目にも美しく、心を踊らせる絶品メニュー

魚料理「金目鯛のヴァプール・グリーンアスパラガス・ソースミカド」。

 さて、「シグネチャー」のお料理はランチ・ディナーともにコースで、内容は季節がわり。今回このページに掲載している写真は、冷前菜・スープ・魚料理・肉料理・チーズ・デザートからなるランチコース「ル モンド」(9,000円 税込・サ別)のなかのお料理です。

 まるでデザートのような華やかさのフォアグラのテリーヌには、実際にジェノワーズ(スポンジケーキ生地)やメレンゲといったデザート的な素材が使われていますが、甘さが立つわけではなく、ビーツと梅の自然な甘味・酸味が調和した、見事なフォアグラ料理となっています。
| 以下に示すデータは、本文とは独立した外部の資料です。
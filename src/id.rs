//! Near-time-ordered 32-bit id generation
//!
//! Ids pack `(unix_seconds % cycle)` into the high 19 bits and a
//! per-second sequence counter into the low 12 bits, leaving the sign
//! bit clear. Ids are coarsely ordered by time, unique within a second
//! up to 4096 generations, and wrap with the configured cycle.

use crate::error::PromiseError;
use std::time::{SystemTime, UNIX_EPOCH};

const ID_BITS: u32 = 32;
const TIME_PART_BITS: u32 = 19;
const TIME_PART_MAX: u32 = (1 << TIME_PART_BITS) - 1;
const COUNT_PART_BITS: u32 = ID_BITS - 1 - TIME_PART_BITS;
const COUNT_PART_MAX: u32 = (1 << COUNT_PART_BITS) - 1;

/// Default wraparound period: 6 days, the widest cycle that leaves a
/// comfortable margin inside the 19-bit time window.
pub const DEFAULT_CYCLE: u32 = 6 * 24 * 60 * 60;

/// Generator of near-time-ordered 32-bit ids.
///
/// Not internally synchronized; callers that share one generator guard
/// it with a lock.
#[derive(Debug)]
pub struct IdGenerator {
    cycle: u32,
    last_time: u64,
    count: u32,
}

impl IdGenerator {
    /// Creates a generator with the given wraparound cycle in seconds.
    pub fn new(cycle: u32) -> Result<Self, PromiseError> {
        if cycle < 1 || cycle > TIME_PART_MAX {
            return Err(PromiseError::InvalidCycle(cycle));
        }
        Ok(Self {
            cycle,
            // Sentinel so the first generation starts a fresh tick.
            last_time: u64::MAX,
            count: 0,
        })
    }

    /// Reports whether an id lies within this generator's value range.
    pub fn check(&self, id: u32) -> bool {
        id <= (self.cycle << COUNT_PART_BITS) | COUNT_PART_MAX
    }

    /// Produces the next id for the current wall-clock second.
    pub fn generate(&mut self) -> u32 {
        let now = SystemTime::now()
            .duration_since(UNIX_EPOCH)
            .map(|d| d.as_secs())
            .unwrap_or(0);
        self.generate_at(now)
    }

    /// Core algorithm, parameterized on the clock for testability.
    ///
    /// Counter policy: within one tick the counter increments and resets
    /// to 0 once it overflows its 12-bit width.
    fn generate_at(&mut self, now_secs: u64) -> u32 {
        let time = now_secs % self.cycle as u64;
        if time == self.last_time {
            self.count = (self.count + 1) & COUNT_PART_MAX;
        } else {
            self.count = 0;
            self.last_time = time;
        }
        ((time as u32) << COUNT_PART_BITS) | self.count
    }
}

impl Default for IdGenerator {
    fn default() -> Self {
        Self::new(DEFAULT_CYCLE).expect("default cycle is within the 19-bit window")
    }
}

#[cfg(test)]
mod tests {
    use super::*;

    #[test]
    fn test_cycle_bounds() {
        assert!(IdGenerator::new(0).is_err());
        assert!(IdGenerator::new(TIME_PART_MAX + 1).is_err());
        assert!(IdGenerator::new(1).is_ok());
        assert!(IdGenerator::new(TIME_PART_MAX).is_ok());
    }

    #[test]
    fn test_check_range() {
        let gen = IdGenerator::new(DEFAULT_CYCLE).unwrap();
        let max = DEFAULT_CYCLE * 4096 + 4095;
        assert!(gen.check(max));
        assert!(!gen.check(max + 1));
    }

    #[test]
    fn test_same_tick_increments_counter() {
        let mut gen = IdGenerator::new(DEFAULT_CYCLE).unwrap();
        let a = gen.generate_at(1000);
        let b = gen.generate_at(1000);
        let c = gen.generate_at(1000);
        assert_eq!(a & COUNT_PART_MAX, 0);
        assert_eq!(b, a + 1);
        assert_eq!(c, a + 2);
    }

    #[test]
    fn test_next_tick_resets_counter() {
        let mut gen = IdGenerator::new(DEFAULT_CYCLE).unwrap();
        gen.generate_at(1000);
        gen.generate_at(1000);
        let next = gen.generate_at(1001);
        assert_eq!(next & COUNT_PART_MAX, 0);
        assert_eq!(next >> COUNT_PART_BITS, 1001);
    }

    #[test]
    fn test_counter_wraps_to_zero() {
        let mut gen = IdGenerator::new(DEFAULT_CYCLE).unwrap();
        let mut id = 0;
        for _ in 0..=COUNT_PART_MAX {
            id = gen.generate_at(50);
        }
        assert_eq!(id & COUNT_PART_MAX, COUNT_PART_MAX);
        let wrapped = gen.generate_at(50);
        assert_eq!(wrapped & COUNT_PART_MAX, 0);
    }

    #[test]
    fn test_time_wraps_with_cycle() {
        let mut gen = IdGenerator::new(100).unwrap();
        let id = gen.generate_at(250);
        assert_eq!(id >> COUNT_PART_BITS, 50);
    }

    #[test]
    fn test_sign_bit_clear() {
        let mut gen = IdGenerator::new(TIME_PART_MAX).unwrap();
        let id = gen.generate_at(TIME_PART_MAX as u64 - 1);
        assert_eq!(id & 0x8000_0000, 0);
    }
}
そして「ポロ葱のスープ・ラヴィオリ トリュフ・リコッタ・帆立貝」に続き、魚料理の「金目鯛のヴァプール・グリーンアスパラガス・ソースミカド」が登場。アスパラガスのスライスでウロコを表現した金目鯛に、別添えの黄色い「ソースミカド」をかけると、まるで花が咲いたようにお皿の中が華やぎます。ソースミカドはタンジェリン(みかん)と卵黄、クリームを使ってふんわりと仕上げた古典的なソース。タンジェリンのほのかな酸味を生かしたまろやかさの中にソースが、金目鯛の旨味を引き立て、キャビアの塩気が全体の印象を引き締めます。そして、「金目鯛の美味しさをフランス人シェフが表現するとこうなるのですね!」と、驚かせてくれます。
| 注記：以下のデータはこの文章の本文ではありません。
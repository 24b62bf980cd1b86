//! Process-wide stage-default configuration.
//!
//! Kept in its own binary: flipping the global defaults would race
//! tests in other files that rely on them.

use pledge::{set_stage_defaults, stage_defaults, Dispatcher, Promise};
use std::sync::mpsc;
use std::thread;
use std::time::Duration;

#[test]
fn test_stage_defaults_are_settable() {
    let mut defaults = stage_defaults();
    assert_eq!(defaults.then, Dispatcher::Main);

    defaults.then = Dispatcher::Io;
    set_stage_defaults(defaults);

    let (tx, rx) = mpsc::channel();
    Promise::new(|p| p.resolve())
        .on_then(move |value| {
            let name = thread::current().name().unwrap_or("").to_string();
            tx.send(name).unwrap();
            Ok(value)
        })
        .block_on()
        .unwrap();

    let worker = rx.recv_timeout(Duration::from_secs(2)).unwrap();
    assert!(
        worker.starts_with("pledge-io"),
        "then stage ran on {worker:?}"
    );

    defaults.then = Dispatcher::Main;
    set_stage_defaults(defaults);
    assert_eq!(stage_defaults().then, Dispatcher::Main);
}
「ウサギの背肉とモモ肉・マスタードのクルート・ポテトのムースリーヌ」。

 肉料理は「仔牛のブランケット・スペッツェ・マッシュルーム」または「ウサギの背肉とモモ肉・マスタードのクルート・ポテトのムースリーヌ」の二択ですが、おすすめはウサギ。ウサギは日本では馴染みのない食材ですが、淡白であっさりした味わいの白身肉。そのさまざまな部位を、各部位にもっとも適した調理法で楽しませてくれる一皿は、ウサギ初心者にこそおすすめです。レバーはソテー、フィレはロースト、脇腹はコンフィ(低温の油で揚げ焼きにしたもの)、モモと肩の煮込みはクレピネット(網脂で包んで焼いたもの)でと、異なる調理法で仕上げたウサギに寄り添うのは、ウサギが好むニンジンとマスタードソース。パリではウサギ料理に決まって付け合わせられる、ポテトのピュレも別皿で供されます。

 季節感を取り入れてシーズンごとに変化するメニューは、目にも美しく、心を踊らせるもの。大きな窓から東京を一望しつつ、最先端のフランス料理をいただく。そんな至福の時間を堪能すれば、乾いた肌に美容液が染み込むように、心が豊かに潤います。

シグネチャー
URL http://www.mandarinoriental.co.jp/tokyo/fine-dining/signature/
所在地 東京都中央区日本橋室町2-1-1 マンダリン オリエンタル 東京37階
電話番号 0120-806-823 (9:00~21:00)
営業時間 11:30~14:30、18:00~22:00 火曜日定休(祝日を除く)
メニュー ランチ平日5,500円~ 土日祝7,000円~、ディナー16,000円~(税込・サ別)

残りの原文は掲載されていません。